Battipaglia (SA) – Camorra, appalti a Casalesi. Arrestato Santomauro

Il sindaco di Battipaglia, Giovanni Santomauro, è stato arrestato questa mattina e posto ai domiciliari nell’ambito di un’operazione della Direzione investigativa antimafia di Salerno scaturita da indagini sugli appalti banditi dal Comune e ottenuti da ditte legate al clan camorristico dei Casalesi.

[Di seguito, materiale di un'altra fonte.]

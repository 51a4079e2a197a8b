//! Storage layer for the scenario planner.
//!
//! A [`ScenarioStore`] owns scenarios, their scoped rows, the immutable
//! branch snapshots used as common ancestors in merges, and the append-only
//! merge audit log. All row writes go through [`ChangeSet`]s, which commit
//! atomically and can carry optimistic revision checks.
//!
//! # Backends
//!
//! - [`InMemoryScenarioStore`] -- `RwLock`-guarded [`StoreState`] with
//!   stage-validate-swap writes.

pub mod changes;
pub mod error;
#[cfg(any(test, feature = "test-util"))]
pub mod fixture;
pub mod memory;
pub mod state;
pub mod traits;

pub use changes::{ChangeSet, CommitReceipt, WriteOp};
pub use error::{StoreError, StoreResult};
pub use memory::InMemoryScenarioStore;
pub use state::{ScopedRows, StoreState};
pub use traits::ScenarioStore;
use scn_dag::DagError;
use scn_types::{ScenarioId, ScenarioStatus, TypeError};

/// Errors from scenario store operations.
#[derive(Debug, Clone, PartialEq, thiserror::Error)]
pub enum StoreError {
    /// The scenario does not exist.
    #[error("scenario not found: {0}")]
    ScenarioNotFound(ScenarioId),

    /// A scoped row addressed by key or id does not exist.
    #[error("row not found in scenario {scenario}: {row}")]
    RowNotFound { scenario: ScenarioId, row: String },

    /// Input rejected before anything was written: bad field values,
    /// missing references, dependency cycles.
    #[error("validation failed: {0}")]
    Validation(String),

    /// The scenario is merged or archived and its rows can no longer change.
    #[error("scenario {id} is {status} and cannot be modified")]
    NotWritable { id: ScenarioId, status: ScenarioStatus },

    /// The scenario cannot be deleted or archived.
    #[error("cannot remove scenario {id}: {reason}")]
    CannotRemove { id: ScenarioId, reason: String },

    /// A scenario changed since the snapshot a change set was built from.
    #[error("scenario {scenario} moved from revision {expected} to {actual}")]
    StaleSnapshot {
        scenario: ScenarioId,
        expected: u64,
        actual: u64,
    },

    /// Stored data violates a structural invariant. Indicates a bug in an
    /// earlier write path.
    #[error("consistency violation: {0}")]
    Consistency(String),

    /// The backend's lock was poisoned by a panicking writer.
    #[error("store lock poisoned: {0}")]
    LockPoisoned(String),
}

impl StoreError {
    /// Returns `true` for errors caused by the caller's input.
    pub fn is_validation(&self) -> bool {
        matches!(
            self,
            Self::Validation(_) | Self::NotWritable { .. } | Self::CannotRemove { .. }
        )
    }
}

impl From<TypeError> for StoreError {
    fn from(e: TypeError) -> Self {
        Self::Validation(e.to_string())
    }
}

impl From<DagError> for StoreError {
    fn from(e: DagError) -> Self {
        match e {
            DagError::DependencyCycle(_)
            | DagError::SelfDependency(_)
            | DagError::UnknownTimeline(_) => Self::Validation(e.to_string()),
            DagError::CycleDetected(_)
            | DagError::DanglingParent { .. }
            | DagError::DuplicateNode(_) => Self::Consistency(e.to_string()),
        }
    }
}

/// Result alias for store operations.
pub type StoreResult<T> = Result<T, StoreError>;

La Dia ha notificato al sindaco Santomauro un’ordinanza per turbativa d’asta, concussione aggravata e abuso d’ufficio firmata dal Gip del Tribunale di Salerno, su richiesta della Direzione distrettuale antimafia.
Oltre al sindaco è finito ai domiciliari l’architetto dell’Area Operativa Tecnico Territoriale, Francesco Mainolfi. Stesso provvedimento anche per l’ingegnere Giovanni Argento, funzionario del comune di Battipaglia. In carcere invece sono finiti gli imprenditori Nicola Madonna di Casal di Principe e Attilio Guida di Gricignano d’Aversa. Nel registro degli indagati risultano iscritte altre 15 persone, tra cui un ex assessore comunale di Battipaglia, tecnici e responsabili operativi delle ditte finite nel mirino degli investigatori. 

Secondo le indagini, Nicola Madonna, ritenuto contiguo al clan dei Casalesi, attraverso una ditta intestata a un prestanome, Madonna avrebbe ottenuto dal sindaco di Battipaglia appalti pubblici per oltre cinque milioni di euro. Madonna – sempre stando all’accusa – avrebbe fatto ricorso a un prestanome perché il fratello Michelangelo è colpito da un’interdittiva antimafia.
All’operazione scattata all’alba, denominata "Alma", oltre alla Dia di Salerno, Napoli, Firenze e Bologna, partecipano i Carabinieri dei comandi provinciali di Salerno, Caserta, Avellino e l’Aquila.

E’ stato disposto anche il sequestro di un’azienda edile del valore di un milione di euro.